Aim of the task: The lines to return are the one containing "pub mod dates;" and all that follow it in the entries below, duplicated exactly and nothing else.
★ ★ ★ ★ ★ ★ ★
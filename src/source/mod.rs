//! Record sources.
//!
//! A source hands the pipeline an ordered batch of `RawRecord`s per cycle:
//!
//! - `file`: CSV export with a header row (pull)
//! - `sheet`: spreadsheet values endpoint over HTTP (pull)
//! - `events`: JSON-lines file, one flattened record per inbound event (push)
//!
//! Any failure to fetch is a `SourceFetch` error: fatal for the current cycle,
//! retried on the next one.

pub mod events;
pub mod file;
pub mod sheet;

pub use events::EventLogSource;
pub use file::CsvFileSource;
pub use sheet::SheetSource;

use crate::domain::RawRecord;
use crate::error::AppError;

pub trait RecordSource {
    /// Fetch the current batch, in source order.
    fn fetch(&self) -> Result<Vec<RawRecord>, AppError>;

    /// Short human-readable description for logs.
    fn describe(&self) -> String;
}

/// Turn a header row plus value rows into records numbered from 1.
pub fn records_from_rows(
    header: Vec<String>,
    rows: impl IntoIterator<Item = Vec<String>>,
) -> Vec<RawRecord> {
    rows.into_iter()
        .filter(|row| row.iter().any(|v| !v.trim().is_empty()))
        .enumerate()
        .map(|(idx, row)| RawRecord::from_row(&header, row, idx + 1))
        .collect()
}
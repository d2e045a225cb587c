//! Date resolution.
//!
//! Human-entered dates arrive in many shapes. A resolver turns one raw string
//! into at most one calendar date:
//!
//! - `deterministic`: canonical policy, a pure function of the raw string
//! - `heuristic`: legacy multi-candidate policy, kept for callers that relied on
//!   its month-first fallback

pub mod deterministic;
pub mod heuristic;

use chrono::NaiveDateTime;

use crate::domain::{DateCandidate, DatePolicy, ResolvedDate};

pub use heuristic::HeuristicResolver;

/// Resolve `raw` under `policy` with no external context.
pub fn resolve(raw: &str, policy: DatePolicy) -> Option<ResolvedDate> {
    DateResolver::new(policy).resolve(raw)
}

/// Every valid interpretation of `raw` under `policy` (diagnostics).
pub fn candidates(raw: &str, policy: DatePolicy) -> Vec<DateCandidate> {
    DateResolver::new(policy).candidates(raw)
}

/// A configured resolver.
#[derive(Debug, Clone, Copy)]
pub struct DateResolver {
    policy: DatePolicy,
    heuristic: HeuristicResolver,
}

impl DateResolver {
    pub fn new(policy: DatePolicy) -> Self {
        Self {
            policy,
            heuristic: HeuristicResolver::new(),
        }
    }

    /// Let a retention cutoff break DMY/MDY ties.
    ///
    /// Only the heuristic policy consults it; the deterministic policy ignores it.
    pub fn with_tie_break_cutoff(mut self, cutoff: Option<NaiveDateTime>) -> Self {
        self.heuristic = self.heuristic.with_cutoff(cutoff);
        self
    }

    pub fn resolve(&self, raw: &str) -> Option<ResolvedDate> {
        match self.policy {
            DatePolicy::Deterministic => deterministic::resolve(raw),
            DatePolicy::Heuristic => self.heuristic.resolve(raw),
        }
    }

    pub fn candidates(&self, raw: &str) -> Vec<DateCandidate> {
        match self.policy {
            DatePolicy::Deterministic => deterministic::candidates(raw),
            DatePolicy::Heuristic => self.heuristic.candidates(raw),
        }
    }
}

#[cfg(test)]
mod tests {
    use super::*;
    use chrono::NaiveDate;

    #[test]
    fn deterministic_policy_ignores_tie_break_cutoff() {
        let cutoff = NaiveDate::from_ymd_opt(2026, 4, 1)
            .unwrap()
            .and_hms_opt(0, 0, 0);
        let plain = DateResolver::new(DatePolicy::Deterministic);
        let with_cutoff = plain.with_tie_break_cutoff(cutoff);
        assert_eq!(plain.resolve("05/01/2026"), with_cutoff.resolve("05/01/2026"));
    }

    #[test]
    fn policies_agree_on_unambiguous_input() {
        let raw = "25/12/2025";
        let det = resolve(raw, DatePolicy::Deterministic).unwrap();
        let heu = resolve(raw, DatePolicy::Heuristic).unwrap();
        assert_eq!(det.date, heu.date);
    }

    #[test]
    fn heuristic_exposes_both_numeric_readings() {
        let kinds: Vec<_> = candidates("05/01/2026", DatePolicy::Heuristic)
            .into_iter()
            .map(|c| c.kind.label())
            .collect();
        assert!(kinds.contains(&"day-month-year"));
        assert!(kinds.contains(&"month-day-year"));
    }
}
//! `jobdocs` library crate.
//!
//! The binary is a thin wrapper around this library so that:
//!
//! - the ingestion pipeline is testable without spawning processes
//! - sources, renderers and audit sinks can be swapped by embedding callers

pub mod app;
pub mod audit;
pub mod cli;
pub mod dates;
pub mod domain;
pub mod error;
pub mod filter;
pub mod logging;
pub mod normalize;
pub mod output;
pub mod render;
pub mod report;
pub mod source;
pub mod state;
★ ★ ★ ★ ★ ★ ★
Exercise result:
pub mod dates;
pub mod domain;
pub mod error;
pub mod filter;
pub mod logging;
pub mod normalize;
pub mod output;
pub mod render;
pub mod report;
pub mod source;
pub mod state;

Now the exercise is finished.